Following last week’s upgrade of the export forecast for the year by trade agency International Enterprise (IE) Singapore and the continued boom in the shipments of electronics, some economists expect the momentum to sustain into the third quarter.

Non-oil domestic exports (Nodx) rose by 8.5 per cent last month from July a year ago, slowing slightly from the upwardly revised 8.8 per cent growth in the preceding month, IE Singapore said on Thursday (Aug 17).

On a seasonally adjusted basis, the level of Nodx reached S$14.2 billion last month, it added.

For the first seven months of the year, Nodx grew by 9.1 per cent, marking the fastest growth over the corresponding periods since 2010, said OCBC economist Barnabas Gan. 

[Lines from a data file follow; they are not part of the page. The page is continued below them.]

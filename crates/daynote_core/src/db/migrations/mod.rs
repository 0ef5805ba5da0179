//! Schema upgrades for the note, account and session stores.
//!
//! # Responsibility
//! - Hold the ordered list of embedded SQL upgrade scripts.
//! - Bring a connection's schema up to the newest known version in one
//!   transaction.
//!
//! # Invariants
//! - Script versions start at 1 and increase by exactly one.
//! - `PRAGMA user_version` always names the last script applied.

use crate::db::{DbError, DbResult};
use log::info;
use rusqlite::{Connection, Transaction};

/// One embedded upgrade script.
#[derive(Debug, Clone, Copy)]
pub struct SchemaStep {
    pub version: u32,
    pub name: &'static str,
    sql: &'static str,
}

const STEPS: &[SchemaStep] = &[
    SchemaStep {
        version: 1,
        name: "users_and_todos",
        sql: include_str!("0001_init.sql"),
    },
    SchemaStep {
        version: 2,
        name: "sessions_and_flash",
        sql: include_str!("0002_sessions.sql"),
    },
];

/// Newest schema version this build can produce.
pub fn latest_version() -> u32 {
    STEPS.len() as u32
}

/// Steps still missing from a schema at `version`, oldest first.
pub fn pending_steps(version: u32) -> DbResult<&'static [SchemaStep]> {
    check_sequence(STEPS)?;
    let latest = latest_version();
    if version > latest {
        return Err(DbError::UnsupportedSchemaVersion {
            db_version: version,
            latest_supported: latest,
        });
    }
    Ok(&STEPS[version as usize..])
}

/// Upgrades `conn` to [`latest_version`]. A current schema is left untouched.
pub fn apply_migrations(conn: &mut Connection) -> DbResult<()> {
    let from = schema_version(conn)?;
    let pending = pending_steps(from)?;
    let Some(last) = pending.last() else {
        return Ok(());
    };

    let tx = conn.transaction()?;
    for step in pending {
        run_step(&tx, step)?;
    }
    tx.commit()?;

    info!(
        "event=db_migrate module=db status=ok from_version={from} to_version={}",
        last.version
    );
    Ok(())
}

/// Version recorded in `PRAGMA user_version`.
pub fn schema_version(conn: &Connection) -> DbResult<u32> {
    Ok(conn.query_row("PRAGMA user_version;", [], |row| row.get::<_, u32>(0))?)
}

fn run_step(tx: &Transaction<'_>, step: &SchemaStep) -> DbResult<()> {
    tx.execute_batch(step.sql)?;
    // PRAGMA does not take bound parameters.
    tx.execute_batch(&format!("PRAGMA user_version = {};", step.version))?;
    info!(
        "event=db_migrate_step module=db status=ok version={} name={}",
        step.version, step.name
    );
    Ok(())
}

fn check_sequence(steps: &[SchemaStep]) -> DbResult<()> {
    for (index, step) in steps.iter().enumerate() {
        let expected = index as u32 + 1;
        if step.version != expected {
            return Err(DbError::BrokenMigrationSequence {
                position: index,
                expected,
                found: step.version,
            });
        }
    }
    Ok(())
}
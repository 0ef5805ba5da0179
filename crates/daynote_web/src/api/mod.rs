//! HTTP routes.

pub mod auth;
pub mod notes;

use actix_web::{get, web, HttpResponse, Responder};
use serde::Serialize;

#[derive(Serialize)]
pub struct Response {
    pub message: String,
    #[serde(skip_serializing_if = "Option::is_none")]
    pub version: Option<&'static str>,
}

#[get("/health")]
pub async fn healthcheck() -> impl Responder {
    let response = Response {
        message: "Everything is working fine".to_string(),
        version: Some(daynote_core::core_version()),
    };
    HttpResponse::Ok().json(response)
}

pub async fn not_found() -> actix_web::Result<HttpResponse> {
    let response = Response {
        message: "Resource not found".to_string(),
        version: None,
    };
    Ok(HttpResponse::NotFound().json(response))
}

/// Registers every route. `/note/create` must precede `/note/{id}`.
pub fn config(cfg: &mut web::ServiceConfig) {
    cfg.service(healthcheck)
        .service(notes::list)
        .service(notes::calendar)
        .service(notes::create_page)
        .service(notes::create)
        .service(notes::detail)
        .service(notes::edit_page)
        .service(notes::update)
        .service(notes::delete_page)
        .service(notes::delete)
        .configure(auth::config);
}
//! Note pages and note mutations.

use crate::reply::{finish, request_target, ApiError, Page, Reply};
use crate::session::RequestSession;
use crate::state::AppState;
use actix_web::{get, post, web, HttpRequest, HttpResponse};
use daynote_core::{NoteForm, Submission, TodoId};
use serde_json::json;

const ALL_DAYS: &str = "todo_app/all_days.html";
const ONE_DAY: &str = "todo_app/one_day.html";
const EDIT_PAGE: &str = "todo_app/edit_page.html";
const CALENDAR: &str = "todo_app/calendar.html";

#[get("/")]
pub async fn list(state: web::Data<AppState>, req: HttpRequest) -> Result<HttpResponse, ApiError> {
    state.with_conn(|conn| {
        let session = RequestSession::load(conn, &req)?;
        let result = state.workflow(conn)?.list();
        let reply = Reply::from_result(result, &request_target(&req), |todos| {
            Ok(Reply::Page(Page::new(ALL_DAYS, json!({ "todo": todos }))))
        })?;
        finish(conn, session, reply, state.session_ttl())
    })
}

#[get("/calendar")]
pub async fn calendar(
    state: web::Data<AppState>,
    req: HttpRequest,
) -> Result<HttpResponse, ApiError> {
    state.with_conn(|conn| {
        let session = RequestSession::load(conn, &req)?;
        let reply = Reply::Page(Page::new(CALENDAR, json!({})));
        finish(conn, session, reply, state.session_ttl())
    })
}

#[get("/note/create")]
pub async fn create_page(
    state: web::Data<AppState>,
    req: HttpRequest,
) -> Result<HttpResponse, ApiError> {
    state.with_conn(|conn| {
        let session = RequestSession::load(conn, &req)?;
        let result = state.workflow(conn)?.create_page(session.context());
        let reply = Reply::from_result(result, &request_target(&req), |todos| {
            Ok(Reply::Page(Page::new(
                EDIT_PAGE,
                json!({ "example": todos, "form": NoteForm::default() }),
            )))
        })?;
        finish(conn, session, reply, state.session_ttl())
    })
}

#[post("/note/create")]
pub async fn create(
    state: web::Data<AppState>,
    req: HttpRequest,
    form: web::Form<NoteForm>,
) -> Result<HttpResponse, ApiError> {
    state.with_conn(|conn| {
        let mut session = RequestSession::load(conn, &req)?;
        let reply = {
            let workflow = state.workflow(conn)?;
            let result = workflow.create(session.context_mut(), &form);
            Reply::from_result(result, &request_target(&req), |submission| match submission {
                Submission::Accepted(outcome) => Ok(Reply::redirect(outcome.redirect)),
                Submission::Invalid(errors) => Ok(Reply::Page(Page::new(
                    EDIT_PAGE,
                    json!({
                        "example": workflow.list()?,
                        "form": &*form,
                        "errors": errors,
                    }),
                ))),
            })?
        };
        finish(conn, session, reply, state.session_ttl())
    })
}

#[get("/note/{id}")]
pub async fn detail(
    state: web::Data<AppState>,
    req: HttpRequest,
    id: web::Path<TodoId>,
) -> Result<HttpResponse, ApiError> {
    let id = id.into_inner();
    state.with_conn(|conn| {
        let session = RequestSession::load(conn, &req)?;
        let result = state.workflow(conn)?.detail(id);
        let reply = Reply::from_result(result, &request_target(&req), |todo| {
            Ok(Reply::Page(Page::new(ONE_DAY, json!({ "example": todo }))))
        })?;
        finish(conn, session, reply, state.session_ttl())
    })
}

#[get("/note/{id}/edit")]
pub async fn edit_page(
    state: web::Data<AppState>,
    req: HttpRequest,
    id: web::Path<TodoId>,
) -> Result<HttpResponse, ApiError> {
    let id = id.into_inner();
    state.with_conn(|conn| {
        let session = RequestSession::load(conn, &req)?;
        let result = state.workflow(conn)?.edit_page(session.context(), id);
        let reply = Reply::from_result(result, &request_target(&req), |todo| {
            let form = NoteForm::from_todo(&todo);
            Ok(Reply::Page(Page::new(
                EDIT_PAGE,
                json!({ "object": todo, "form": form, "update": true }),
            )))
        })?;
        finish(conn, session, reply, state.session_ttl())
    })
}

#[post("/note/{id}/edit")]
pub async fn update(
    state: web::Data<AppState>,
    req: HttpRequest,
    id: web::Path<TodoId>,
    form: web::Form<NoteForm>,
) -> Result<HttpResponse, ApiError> {
    let id = id.into_inner();
    state.with_conn(|conn| {
        let mut session = RequestSession::load(conn, &req)?;
        let reply = {
            let workflow = state.workflow(conn)?;
            let result = workflow.update(session.context_mut(), id, &form);
            Reply::from_result(result, &request_target(&req), |submission| match submission {
                Submission::Accepted(outcome) => Ok(Reply::redirect(outcome.redirect)),
                Submission::Invalid(errors) => Ok(Reply::Page(Page::new(
                    EDIT_PAGE,
                    json!({
                        "object": workflow.detail(id)?,
                        "form": &*form,
                        "errors": errors,
                        "update": true,
                    }),
                ))),
            })?
        };
        finish(conn, session, reply, state.session_ttl())
    })
}

#[get("/note/{id}/delete")]
pub async fn delete_page(
    state: web::Data<AppState>,
    req: HttpRequest,
    id: web::Path<TodoId>,
) -> Result<HttpResponse, ApiError> {
    let id = id.into_inner();
    state.with_conn(|conn| {
        let session = RequestSession::load(conn, &req)?;
        let result = state.workflow(conn)?.delete_page(session.context(), id);
        let reply = Reply::from_result(result, &request_target(&req), |todo| {
            Ok(Reply::Page(Page::new(EDIT_PAGE, json!({ "object": todo }))))
        })?;
        finish(conn, session, reply, state.session_ttl())
    })
}

#[post("/note/{id}/delete")]
pub async fn delete(
    state: web::Data<AppState>,
    req: HttpRequest,
    id: web::Path<TodoId>,
) -> Result<HttpResponse, ApiError> {
    let id = id.into_inner();
    state.with_conn(|conn| {
        let mut session = RequestSession::load(conn, &req)?;
        let result = state.workflow(conn)?.delete(session.context_mut(), id);
        let reply = Reply::from_result(result, &request_target(&req), |outcome| {
            Ok(Reply::redirect(outcome.redirect))
        })?;
        finish(conn, session, reply, state.session_ttl())
    })
}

“Given that Singapore’s growth is heavily reliant on its trade performance, the strong exports seen year-to-date continue to paint a rosy external environment for Singapore’s economy. In fact, the year-to-date performance in global economic activity and trade have maintained their momentum, in part reflected by the positive

Purchasing Managers’ Indices across Asia, better-than-expected growth prints from the United States and European Union, and generally positive external trade prints across key economies,” he said.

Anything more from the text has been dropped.